There was also a tenth member of the ring, codenamed "Bill", who was a German-born Argentinian named Teodore Erdman Erich Lau. He served as paymaster for the Joe K ring.

==Flight and capture==
When the Duquesne Ring was broken by the FBI in June, 1941, Ludwig and his associates decided to temporarily cease their activities in fear of being caught. Ludwig himself retreated to a summer resort in Pennsylvania, and then drove west in an effort to escape, driving his car along country roads through the Midwest at speeds of up to 90 mph. He stopped at a cabin in Yellowstone National Park in August and tried unsuccessfully to destroy any incriminating evidence. When he arrived in Missoula, Montana, he stored his car, shipped his entire luggage except for the bare necessities to relatives in the East Coast, and continued his journey by bus. When the FBI searched his car, they found that he had left behind his shortwave radio receiver.

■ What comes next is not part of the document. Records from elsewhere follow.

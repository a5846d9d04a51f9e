//! Shared data model and pure analysis logic for the vitalflow pipeline.
//!
//! Everything in this crate is I/O-free:
//!
//! - [`metric`] — metric sample wire types and the closed metric-type
//!   enumeration.
//! - [`alert`] — severity levels and the [`AlertEvent`](alert::AlertEvent)
//!   emitted on confirmed escalations.
//! - [`thresholds`] — nominal ranges, deviation math, and raw severity
//!   classification.
//! - [`escalation`] — the stateful duration-gated escalation engine,
//!   expressed as a pure transition function over
//!   [`EscalationState`](escalation::EscalationState).
//! - [`config`] — environment-driven configuration for the services.
//! - [`topics`] — well-known broker topic names.

pub mod alert;
pub mod config;
pub mod error;
pub mod escalation;
pub mod metric;
pub mod thresholds;
pub mod topics;
pub mod types;

pub use alert::{AlertEvent, Severity};
pub use config::AppConfig;
pub use error::CoreError;
pub use escalation::{assess, Assessment, EscalationState};
pub use metric::{MetricSample, MetricType};
pub use thresholds::{AnalysisSettings, NominalRange, ThresholdProfile};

Believing that he was planning to leave the U.S. and make his way to Germany via Japan, the FBI arrested him at Cle Elum, Washington on August 23. They then rounded up the rest of the ring, except for Borchardt, who was arrested on December 8, Schroetter, who was arrested in Miami on September 2 and Lau, who eluded capture until October 18, 1946.

==Trial and conviction==
Ludwig and the rest of the Joe K spy ring were subsequently indicted in the U.S. District Court for the Southern District of New York for treasonable conspiracy and espionage. Lucy Boehmler agreed to testify for the government against her co-defendants. Her quest for thrills already well dissipated, she also wanted to get back at Ludwig, who despite his promise to pay her $25 a week for her services more often than not withheld payment, allegedly because of her shoddy work abilities. She emerged as the star of the trial.

On March 6, 1942, they were all found guilty of all charges. Mayer, Mueller, and Pagel each received 15 year-sentences, Schlosser received 12 years, and Schroetter received 10 years. Lucy Boehmler was sentenced to five years in prison. Because their spying was undertaken before the U.S. entered World War II, Ludwig, Borchardt, and Froehlich avoided possible execution and were each sentenced to 20 years in prison instead. In 1947, Lau pleaded guilty to espionage and was sentenced to 10 years in prison.

Kurt Frederick Ludwig was sent to the Alcatraz Federal Penitentiary to serve out his sentence. He was released in 1953 and deported shortly afterwards.